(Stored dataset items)
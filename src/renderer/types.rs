use std::sync::Arc;

use ahash::HashMap;

use crate::effect::{EffectInstance, LoadedEffect};
use crate::shape::{CachedShapeDrawData, DrawShapeCommand, ShapeDrawData};
use crate::texture_manager::TextureManager;
use crate::vertex::InstanceTransform;

#[derive(Debug)]
pub(super) enum DrawCommand {
    Shape(ShapeDrawData),
    CachedShape(CachedShapeDrawData),
}

impl DrawCommand {
    pub(super) fn set_transform(&mut self, transform: InstanceTransform) {
        match self {
            DrawCommand::Shape(shape) => shape.set_transform(transform),
            DrawCommand::CachedShape(cached_shape) => cached_shape.set_transform(transform),
        }
    }

    pub(super) fn set_texture_id(&mut self, layer: usize, texture_id: Option<u64>) {
        match self {
            DrawCommand::Shape(shape) => shape.set_texture_id(layer, texture_id),
            DrawCommand::CachedShape(cached_shape) => {
                cached_shape.set_texture_id(layer, texture_id)
            }
        }
    }

    pub(super) fn set_instance_color_override(&mut self, color: Option<[f32; 4]>) {
        match self {
            DrawCommand::Shape(shape) => shape.set_instance_color_override(color),
            DrawCommand::CachedShape(cached_shape) => {
                cached_shape.set_instance_color_override(color)
            }
        }
    }

    pub(super) fn clear_frame_state(&mut self) {
        match self {
            DrawCommand::Shape(shape) => {
                shape.index_buffer_range = None;
                shape.stencil_ref = None;
            }
            DrawCommand::CachedShape(cached_shape) => {
                cached_shape.index_buffer_range = None;
                cached_shape.stencil_ref = None;
            }
        }
    }
}

#[derive(Debug)]
pub(super) enum TraversalEvent {
    Pre(usize),
    Post(usize),
}

#[derive(Debug, Clone, Copy, PartialEq, Eq)]
pub(super) enum Pipeline {
    None,
    StencilIncrement,
    StencilDecrement,
}

pub(super) struct Buffers<'a> {
    pub(super) aggregated_vertex_buffer: &'a wgpu::Buffer,
    pub(super) aggregated_index_buffer: &'a wgpu::Buffer,
    pub(super) identity_instance_transform_buffer: &'a wgpu::Buffer,
    pub(super) identity_instance_color_buffer: &'a wgpu::Buffer,
    pub(super) identity_instance_metadata_buffer: &'a wgpu::Buffer,
    pub(super) aggregated_instance_transform_buffer: Option<&'a wgpu::Buffer>,
    pub(super) aggregated_instance_color_buffer: Option<&'a wgpu::Buffer>,
    pub(super) aggregated_instance_metadata_buffer: Option<&'a wgpu::Buffer>,
}

pub(super) struct Pipelines<'a> {
    pub(super) and_pipeline: &'a wgpu::RenderPipeline,
    pub(super) and_bind_group: &'a wgpu::BindGroup,
    pub(super) decrementing_pipeline: &'a wgpu::RenderPipeline,
    pub(super) decrementing_bind_group: &'a wgpu::BindGroup,
    pub(super) shape_texture_bind_group_layout_background: &'a wgpu::BindGroupLayout,
    pub(super) shape_texture_bind_group_layout_foreground: &'a wgpu::BindGroupLayout,
    pub(super) default_shape_texture_bind_groups: &'a [Arc<wgpu::BindGroup>; 2],
    pub(super) shape_texture_layout_epoch: u64,
    pub(super) texture_manager: &'a TextureManager,
}

pub(super) struct BackdropContext<'a> {
    pub(super) backdrop_effects: &'a HashMap<usize, EffectInstance>,
    pub(super) loaded_effects: &'a HashMap<u64, LoadedEffect>,
    pub(super) composite_pipeline: &'a wgpu::RenderPipeline,
    pub(super) composite_bgl: &'a wgpu::BindGroupLayout,
    pub(super) effect_sampler: &'a wgpu::Sampler,
    pub(super) stencil_only_pipeline: &'a wgpu::RenderPipeline,
    pub(super) backdrop_color_pipeline: &'a wgpu::RenderPipeline,
    pub(super) and_bind_group: &'a wgpu::BindGroup,
    pub(super) default_shape_texture_bind_groups: &'a [Arc<wgpu::BindGroup>; 2],
    pub(super) device: &'a wgpu::Device,
    pub(super) physical_size: (u32, u32),
    pub(super) config_format: wgpu::TextureFormat,
    pub(super) backdrop_snapshot_texture: &'a wgpu::Texture,
    pub(super) backdrop_snapshot_view: &'a wgpu::TextureView,
    pub(super) texture_manager: &'a TextureManager,
    pub(super) shape_texture_bind_group_layout_background: &'a wgpu::BindGroupLayout,
    pub(super) shape_texture_bind_group_layout_foreground: &'a wgpu::BindGroupLayout,
    pub(super) shape_texture_layout_epoch: u64,
}

#[derive(Debug, Clone, Copy)]
pub(super) struct BufferSizingDecision {
    pub(super) should_reallocate: bool,
}

pub(super) fn decide_buffer_sizing(
    existing_size: Option<u64>,
    required_size: usize,
) -> BufferSizingDecision {
    let required_size = required_size as u64;
    let should_reallocate = existing_size
        .map(|size| size < required_size)
        .unwrap_or(true);

    BufferSizingDecision { should_reallocate }
}

#[cfg(test)]
mod tests {
    use super::decide_buffer_sizing;

    #[test]
    fn decide_buffer_sizing_reallocates_when_missing() {
        let decision = decide_buffer_sizing(None, 128);
        assert!(decision.should_reallocate);
    }

    #[test]
    fn decide_buffer_sizing_reallocates_when_too_small() {
        let decision = decide_buffer_sizing(Some(64), 128);
        assert!(decision.should_reallocate);
    }

    #[test]
    fn decide_buffer_sizing_keeps_buffer_when_large_enough() {
        let decision = decide_buffer_sizing(Some(512), 128);
        assert!(!decision.should_reallocate);
    }
}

Work request: The answer must consist of each line in the entries above that includes "layer".

Task output:
    pub(super) fn set_texture_id(&mut self, layer: usize, texture_id: Option<u64>) {
            DrawCommand::Shape(shape) => shape.set_texture_id(layer, texture_id),
                cached_shape.set_texture_id(layer, texture_id)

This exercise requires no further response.